The nitrogen-doped carbon (NC) coating encapsulating heterostructural Sn/SnO2 microcube powders (Sn/SnO2@NC) are successfully fabricated through hydrothermal, polymerization of hydrogel, and carbonization processes, in which the SnO precursor powders exhibit regular microcube structure and uniform size distribution in the presence of optimized N2H4·H2O (3.0 mL of 1.0 mol/L). Interestingly, the precursor powders are easily subjected to a disproportionated reaction to yield the desirable heterostructural Sn/SnO2@NC microcube powders after being calcined at 600 °C in N2 atmosphere in the presence of home-made hydrogel. The coin cells assembled with the Sn/SnO2@NC electrode present a high initial discharge specific capacity (1058 mAh g−1 at 100 mA g−1), improved rate capability (an excellent DLi+ value of 2.82 × 10-15 cm2 s−1) and enhanced cycling stability (a reversible discharge specific capacity of 486.5 mAh g−1 after 100 cycles at 100 mA g−1).

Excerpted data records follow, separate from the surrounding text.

//! Agent Scenario Tests
//!
//! End-to-end decisions on hand-built snapshots, driven through the same
//! get_state / set_action contract the game harness uses.

use snake_agents::agents::{Agent, AgentKind, Controller, GreedyAgent, PlanningAgent, RolloutAgent};
use snake_agents::chooser::{FirstChoice, RandomChooser};
use snake_agents::config::Config;
use snake_agents::evaluation::{is_dead, legal_actions};
use snake_agents::types::{ActionMap, Bounds, Cell, StateSnapshot, Vector};
use std::cell::RefCell;
use std::rc::Rc;

const STEP: i32 = 10;

/// Builds a snapshot from grid coordinates in step units
fn snapshot(snake: &[(i32, i32)], food: (i32, i32), heading: (i32, i32)) -> StateSnapshot {
    StateSnapshot {
        snake: snake
            .iter()
            .map(|&(x, y)| Cell {
                x: x * STEP,
                y: y * STEP,
            })
            .collect(),
        food: Cell {
            x: food.0 * STEP,
            y: food.1 * STEP,
        },
        dx: heading.0 * STEP,
        dy: heading.1 * STEP,
        bounds: Bounds {
            width: 300,
            height: 300,
            step: STEP,
        },
    }
}

/// Runs one tick through a Controller and returns what was pushed to set_action
fn decide(kind: AgentKind, state: StateSnapshot) -> Option<String> {
    let config = Config::default_hardcoded();
    let agent = kind.build(ActionMap::cardinal(STEP), &config, Box::new(FirstChoice));

    let pushed: Rc<RefCell<Vec<Option<String>>>> = Rc::new(RefCell::new(Vec::new()));
    let sink = pushed.clone();
    let mut controller = Controller::new(
        agent,
        Box::new(move || state.clone()),
        Box::new(move |action: Option<&str>| sink.borrow_mut().push(action.map(str::to_string))),
    );
    controller.sense_and_act();

    let pushed = pushed.borrow();
    assert_eq!(pushed.len(), 1, "set_action must be called exactly once");
    pushed[0].clone()
}

/// Snake coiled into a closed ring around a two-cell pocket; the head sits in
/// the pocket and the food is far outside.
fn walled_off() -> StateSnapshot {
    snapshot(
        &[
            (2, 2),
            (1, 2),
            (1, 3),
            (2, 3),
            (3, 3),
            (4, 3),
            (4, 2),
            (4, 1),
            (3, 1),
            (2, 1),
            (1, 1),
        ],
        (20, 20),
        (1, 0),
    )
}

#[test]
fn test_greedy_continues_straight_toward_food() {
    let state = StateSnapshot {
        snake: vec![Cell { x: 0, y: 0 }],
        food: Cell { x: 20, y: 0 },
        dx: 10,
        dy: 0,
        bounds: Bounds {
            width: 300,
            height: 300,
            step: 10,
        },
    };

    let actions = ActionMap::cardinal(10);
    let chosen = decide(AgentKind::Greedy, state.clone()).expect("greedy should choose");
    assert_eq!(actions.get(&chosen), Some(Vector { dx: 10, dy: 0 }));

    let next = state.advance(Vector { dx: 10, dy: 0 });
    assert_eq!(next.head().manhattan(&next.food), 10);
}

#[test]
fn test_greedy_is_deterministic() {
    let state = snapshot(&[(7, 9), (7, 10), (7, 11)], (15, 3), (0, -1));
    let first = decide(AgentKind::Greedy, state.clone());
    for _ in 0..20 {
        assert_eq!(decide(AgentKind::Greedy, state.clone()), first);
    }
}

#[test]
fn test_planner_avoids_neck_collision_straight_ahead() {
    // Heading right, but the cell to the right is part of the curled body
    let state = snapshot(
        &[(2, 2), (1, 2), (1, 1), (2, 1), (3, 1), (3, 2), (3, 3)],
        (6, 2),
        (1, 0),
    );

    let straight = state.advance(Vector { dx: STEP, dy: 0 });
    assert!(is_dead(&straight), "scenario must make going straight fatal");

    let chosen = decide(AgentKind::Planning, state).expect("planner should choose");
    assert_ne!(chosen, "right");
    assert_eq!(chosen, "down");
}

#[test]
fn test_planner_terminates_when_food_is_walled_off() {
    let state = walled_off();
    let actions = ActionMap::cardinal(STEP);
    let legal = legal_actions(&actions, &state);

    let mut planner = PlanningAgent::new(actions.clone(), Config::default_hardcoded().planning);
    let chosen = planner.best_action(&state).expect("planner should still choose");

    assert!(legal.contains(&chosen.as_str()));
    let stats = planner.last_stats().unwrap();
    assert!(stats.expansions <= 1001);
    assert!(!stats.reached_food);
    assert!(stats.exhausted);
}

#[test]
fn test_planner_never_returns_reversal() {
    let config = Config::default_hardcoded();
    let actions = ActionMap::cardinal(STEP);
    let mut planner = PlanningAgent::new(actions.clone(), config.planning);

    let cases = vec![
        snapshot(&[(5, 5), (4, 5), (3, 5)], (1, 5), (1, 0)),
        snapshot(&[(5, 5), (5, 6), (5, 7)], (5, 20), (0, -1)),
        snapshot(&[(0, 0), (1, 0)], (29, 29), (-1, 0)),
        snapshot(&[(29, 29), (29, 28)], (0, 0), (0, 1)),
    ];

    for state in cases {
        let chosen = planner.best_action(&state).expect("a safe move exists");
        let vector = actions.get(&chosen).unwrap();
        assert!(
            !vector.is_reverse_of(&state.heading()),
            "{} reverses heading {:?}",
            chosen,
            state.heading()
        );
        assert!(!is_dead(&state.advance(vector)), "{} is fatal", chosen);
    }
}

#[test]
fn test_planner_respects_expansion_cap_on_open_board() {
    let mut config = Config::default_hardcoded().planning;
    config.max_expansions = 10;
    let mut planner = PlanningAgent::new(ActionMap::cardinal(STEP), config);

    let state = snapshot(&[(0, 0), (0, 1)], (29, 29), (0, -1));
    let chosen = planner.best_action(&state);

    assert_eq!(planner.last_stats().unwrap().expansions, 11);
    assert!(chosen.is_some());
}

#[test]
fn test_rollout_with_first_choice_is_reproducible() {
    let state = snapshot(&[(12, 12), (11, 12), (10, 12)], (3, 25), (1, 0));
    let config = Config::default_hardcoded();

    let mut a = RolloutAgent::new(ActionMap::cardinal(STEP), config.rollout.clone(), Box::new(FirstChoice));
    let mut b = RolloutAgent::new(ActionMap::cardinal(STEP), config.rollout, Box::new(FirstChoice));

    assert_eq!(a.score_actions(&state), b.score_actions(&state));
    assert_eq!(a.best_action(&state), b.best_action(&state));
}

#[test]
fn test_rollout_avoids_immediately_fatal_moves() {
    // Bottom-right corner heading right: right and down leave the board
    let state = snapshot(&[(29, 29), (28, 29)], (0, 0), (1, 0));
    let mut rollout = RolloutAgent::new(
        ActionMap::cardinal(STEP),
        Config::default_hardcoded().rollout,
        Box::new(RandomChooser::seeded(99)),
    );

    let chosen = rollout.best_action(&state).expect("up is available");
    assert_eq!(chosen, "up");

    let scores = rollout.last_scores();
    let fatal: Vec<i64> = scores
        .iter()
        .filter(|(name, _)| name != "up")
        .map(|(_, score)| *score)
        .collect();
    assert!(fatal.iter().all(|&s| s == -100 * 200));
}

#[test]
fn test_all_agents_share_the_contract() {
    let state = snapshot(&[(10, 5), (9, 5), (8, 5)], (20, 5), (1, 0));
    for kind in AgentKind::all().iter() {
        let chosen = decide(*kind, state.clone());
        assert_eq!(chosen.as_deref(), Some("right"), "{} disagreed", kind);
    }
}

#[test]
fn test_greedy_agent_direct_use_matches_controller() {
    let state = snapshot(&[(3, 3)], (3, 9), (1, 0));
    let mut greedy = GreedyAgent::new(ActionMap::cardinal(STEP));
    assert_eq!(greedy.best_action(&state), decide(AgentKind::Greedy, state));
}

The enhanced electrochemical performance can be partly ascribed to the heterostructural microcube that can accelerate the transfer rate of lithium ions by shortening the transmission paths, and be partly to the NC coating that can accommodate the volume effect and contribute to partial lithium storage capacity. Therefore, the strategy may be able to extend the fabrication of Sn/SnO2 heterostructural microcube powders and further application as promising anode materials in lithium ion batteries.